A sizeable part of portfolio returns can be produced by dividend stocks due to their contribution to compounding returns in the long run. Over the past 10 years, Shore Capital Group Limited (LON:SGR) has returned an average of 2.00% per year to shareholders in terms of dividend yield. Let’s dig deeper into whether Shore Capital Group should have a place in your portfolio.
5 checks you should do on a dividend stock
When researching a dividend stock, I always follow the following screening criteria:
- Is it paying an annual yield above 75% of dividend payers?
- Has it consistently paid a stable dividend without missing a payment or drastically cutting payout?
- Has the amount of dividend per share grown over the past?
- Does earnings amply cover its dividend payments?
- Will it have the ability to keep paying its dividends going forward?
Does Shore Capital Group pass our checks?
The current trailing twelve-month payout ratio for the stock is 76.59%, meaning the dividend is sufficiently covered by earnings.
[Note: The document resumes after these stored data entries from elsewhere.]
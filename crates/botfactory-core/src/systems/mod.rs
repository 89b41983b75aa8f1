//! Systems - logic that operates on components

mod drone;
mod environment;
mod registry;
mod robot;
mod shift;
mod spawning;
mod steering;
mod targeting;

pub use drone::*;
pub use environment::*;
pub use registry::*;
pub use robot::*;
pub use shift::*;
pub use spawning::*;
pub use steering::*;
pub use targeting::*;
//! Repository selection resolution
//!
//! Turns the configured selection (wildcard, explicit list, CSV file) into
//! the concrete ordered list of repository slugs a run migrates.

use anyhow::{Context, Result};
use async_trait::async_trait;
use std::collections::BTreeSet;
use std::path::Path;
use tracing::info;

use crate::config::{ConfigError, RepoSelection};

/// Source-side repository listing.
///
/// Implemented by the Bitbucket client; swapped for a stub in tests.
#[async_trait]
pub trait RepoLister: Send + Sync {
    async fn list_repositories(&self) -> Result<Vec<String>>;
}

/// Resolves a classified selection into the repositories to migrate.
///
/// Wildcard selections delegate to the lister and preserve its order; list
/// and CSV selections are normalized to a duplicate-free, stably ordered
/// set without touching the network. A lister failure here is fatal to the
/// whole run: no repositories can be determined.
pub async fn resolve_repos(
    selection: &RepoSelection,
    lister: &dyn RepoLister,
) -> Result<Vec<String>> {
    match selection {
        RepoSelection::AllRemote => {
            info!("Migrating ALL Bitbucket repositories");
            lister
                .list_repositories()
                .await
                .context("Repository discovery failed")
        }
        RepoSelection::Explicit(names) => {
            info!("Migrating {} explicitly listed repositories", names.len());
            Ok(normalize(names.iter().map(String::as_str)))
        }
        RepoSelection::CsvFile(path) => {
            info!("Reading repositories from CSV: {}", path.display());
            repos_from_csv(path)
        }
    }
}

/// Reads the `repository` column of a CSV file.
///
/// Fails with [`ConfigError::MissingRepositoryColumn`] before yielding any
/// data when the column is absent.
fn repos_from_csv(path: &Path) -> Result<Vec<String>> {
    let mut reader = csv::Reader::from_path(path)
        .with_context(|| format!("Failed to open CSV file: {}", path.display()))?;

    let column = reader
        .headers()
        .context("Failed to read CSV headers")?
        .iter()
        .position(|header| header == "repository")
        .ok_or(ConfigError::MissingRepositoryColumn)?;

    let mut repos = BTreeSet::new();
    for record in reader.records() {
        let record = record.context("Failed to read CSV record")?;
        if let Some(value) = record.get(column) {
            let value = value.trim();
            if !value.is_empty() {
                repos.insert(value.to_string());
            }
        }
    }

    Ok(repos.into_iter().collect())
}

/// Trims, drops empties, collapses duplicates; BTreeSet order keeps the
/// result stable across runs for reproducible logs.
fn normalize<'a>(names: impl Iterator<Item = &'a str>) -> Vec<String> {
    names
        .map(str::trim)
        .filter(|name| !name.is_empty())
        .map(str::to_string)
        .collect::<BTreeSet<_>>()
        .into_iter()
        .collect()
}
Furthermore, analysts have not forecasted a dividends per share for the future, which makes it hard to determine the yield shareholders should expect, and whether the current payout is sustainable, moving forward.
Reliablity is an important factor for dividend stocks, particularly for income investors who want a strong track record of payment and a positive outlook for future payout. Although SGR’s per share payments have increased in the past 10 years, it has not been a completely smooth ride. Investors have seen reductions in the dividend per share in the past, although, it has picked up again.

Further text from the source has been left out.